→ WORK TO BE COMPLETED: Look through the data below. Pick out the lines holding the string "free".

(Stored data)

===============

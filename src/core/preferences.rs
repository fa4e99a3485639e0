use std::collections::HashMap;

use crate::models::{Participant, PreferenceGraph};

/// Resolves a free-text preference entry to a participant id.
///
/// Lookup order: email (anything containing `@`), then normalized
/// "first last" name, then the same tokens in reversed order to handle
/// "Lastname Firstname" input. Unresolvable entries yield `None`.
///
/// Two participants with the same normalized name collide in the index;
/// the one inserted last wins. The registration system does not
/// disambiguate duplicate names either, so this is accepted behavior.
pub struct NameResolver {
    by_email: HashMap<String, u64>,
    by_name: HashMap<String, u64>,
}

impl NameResolver {
    pub fn new(participants: &[Participant]) -> Self {
        let mut by_email = HashMap::with_capacity(participants.len());
        let mut by_name = HashMap::with_capacity(participants.len());
        for participant in participants {
            by_email.insert(participant.email.to_lowercase(), participant.id);
            by_name.insert(normalize_name(&participant.name), participant.id);
        }
        Self { by_email, by_name }
    }

    pub fn resolve(&self, entry: &str) -> Option<u64> {
        let entry = entry.trim();
        if entry.is_empty() {
            return None;
        }
        if entry.contains('@') {
            return self.by_email.get(&entry.to_lowercase()).copied();
        }
        // Normalization collapses fuzzy whitespace, so this covers both the
        // exact match and the re-joined-tokens fallback.
        let normalized = normalize_name(entry);
        if let Some(&id) = self.by_name.get(&normalized) {
            return Some(id);
        }
        self.by_name.get(&reverse_tokens(&normalized)).copied()
    }
}

/// Lowercase and collapse runs of whitespace to single spaces
fn normalize_name(raw: &str) -> String {
    raw.to_lowercase().split_whitespace().collect::<Vec<_>>().join(" ")
}

fn reverse_tokens(normalized: &str) -> String {
    normalized.split(' ').rev().collect::<Vec<_>>().join(" ")
}

/// Build the mutual/one-sided preference graph from the free-text partner
/// fields of the working participant list.
///
/// An edge becomes mutual when the named target's own preference field
/// contains the source's full name or email (case-insensitive substring);
/// otherwise it stays one-sided. Entries that resolve to nobody are
/// dropped without error.
pub fn build_preference_graph(participants: &[Participant]) -> PreferenceGraph {
    let resolver = NameResolver::new(participants);
    let by_id: HashMap<u64, &Participant> =
        participants.iter().map(|p| (p.id, p)).collect();

    let mut graph = PreferenceGraph::default();
    for source in participants {
        let Some(field) = source.partner_preference.as_deref() else {
            continue;
        };
        for entry in field.split(',') {
            let entry = entry.trim();
            if entry.is_empty() {
                continue;
            }
            let Some(target_id) = resolver.resolve(entry) else {
                tracing::trace!(entry, participant = source.id, "dropping unresolvable preference entry");
                continue;
            };
            if target_id == source.id {
                continue;
            }
            let Some(target) = by_id.get(&target_id) else {
                continue;
            };
            if names_back(target, source) {
                graph.add_mutual(source.id, target_id);
            } else {
                graph.add_one_sided(source.id, target_id);
            }
        }
    }
    graph
}

/// Whether `target`'s own preference field mentions `source` by full name
/// or email
fn names_back(target: &Participant, source: &Participant) -> bool {
    let Some(field) = target.partner_preference.as_deref() else {
        return false;
    };
    let field = field.to_lowercase();
    field.contains(&source.name.to_lowercase()) || field.contains(&source.email.to_lowercase())
}

#[cfg(test)]
mod tests {
    use super::*;
    use crate::models::RegistrationStatus;
    use chrono::Utc;

    fn participant(id: u64, name: &str, email: &str, wishes: Option<&str>) -> Participant {
        Participant {
            id,
            email: email.to_string(),
            name: name.to_string(),
            status: RegistrationStatus::Active,
            registered_at: Utc::now(),
            meal_preference: None,
            partner_preference: wishes.map(str::to_string),
        }
    }

    #[test]
    fn test_resolve_by_email_case_insensitive() {
        let roster = vec![participant(1, "Ada Lovelace", "ada@example.com", None)];
        let resolver = NameResolver::new(&roster);

        assert_eq!(resolver.resolve("Ada@Example.COM"), Some(1));
    }

    #[test]
    fn test_resolve_by_name_fuzzy_whitespace() {
        let roster = vec![participant(1, "Ada Lovelace", "ada@example.com", None)];
        let resolver = NameResolver::new(&roster);

        assert_eq!(resolver.resolve("  ada   lovelace "), Some(1));
    }

    #[test]
    fn test_resolve_reversed_name_order() {
        let roster = vec![participant(1, "Ada Lovelace", "ada@example.com", None)];
        let resolver = NameResolver::new(&roster);

        assert_eq!(resolver.resolve("Lovelace Ada"), Some(1));
    }

    #[test]
    fn test_unresolvable_entry_dropped() {
        let roster = vec![participant(1, "Ada Lovelace", "ada@example.com", None)];
        let resolver = NameResolver::new(&roster);

        assert_eq!(resolver.resolve("nobody@example.com"), None);
        assert_eq!(resolver.resolve("Grace Hopper"), None);
    }

    #[test]
    fn test_duplicate_name_last_insert_wins() {
        let roster = vec![
            participant(1, "Kim Lee", "kim1@example.com", None),
            participant(2, "Kim Lee", "kim2@example.com", None),
        ];
        let resolver = NameResolver::new(&roster);

        assert_eq!(resolver.resolve("Kim Lee"), Some(2));
    }

    #[test]
    fn test_mutual_edge_via_email_and_name() {
        let roster = vec![
            participant(1, "Ada Lovelace", "ada@example.com", Some("grace@example.com")),
            participant(2, "Grace Hopper", "grace@example.com", Some("Ada Lovelace")),
        ];
        let graph = build_preference_graph(&roster);

        assert!(graph.is_mutual(1, 2));
        assert!(graph.is_mutual(2, 1));
        assert_eq!(graph.one_sided_partners(1).count(), 0);
    }

    #[test]
    fn test_one_sided_when_not_named_back() {
        let roster = vec![
            participant(1, "Ada Lovelace", "ada@example.com", Some("Grace Hopper")),
            participant(2, "Grace Hopper", "grace@example.com", None),
        ];
        let graph = build_preference_graph(&roster);

        assert!(!graph.is_mutual(1, 2));
        assert_eq!(graph.one_sided_partners(1).collect::<Vec<_>>(), vec![2]);
    }

    #[test]
    fn test_comma_separated_entries() {
        let roster = vec![
            participant(1, "Ada Lovelace", "ada@example.com", Some("Grace Hopper, edsger@example.com")),
            participant(2, "Grace Hopper", "grace@example.com", None),
            participant(3, "Edsger Dijkstra", "edsger@example.com", None),
        ];
        let graph = build_preference_graph(&roster);

        let targets: Vec<u64> = graph.one_sided_partners(1).collect();
        assert_eq!(targets, vec![2, 3]);
    }

    #[test]
    fn test_self_reference_ignored() {
        let roster = vec![participant(1, "Ada Lovelace", "ada@example.com", Some("ada@example.com"))];
        let graph = build_preference_graph(&roster);

        assert!(graph.is_empty());
    }

    #[test]
    fn test_building_twice_is_idempotent() {
        let roster = vec![
            participant(1, "Ada Lovelace", "ada@example.com", Some("grace@example.com")),
            participant(2, "Grace Hopper", "grace@example.com", Some("Ada Lovelace")),
            participant(3, "Edsger Dijkstra", "edsger@example.com", Some("Ada Lovelace")),
        ];

        assert_eq!(build_preference_graph(&roster), build_preference_graph(&roster));
    }
}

===============

→ EXERCISE RESULT:
/// Resolves a free-text preference entry to a participant id.
/// Build the mutual/one-sided preference graph from the free-text partner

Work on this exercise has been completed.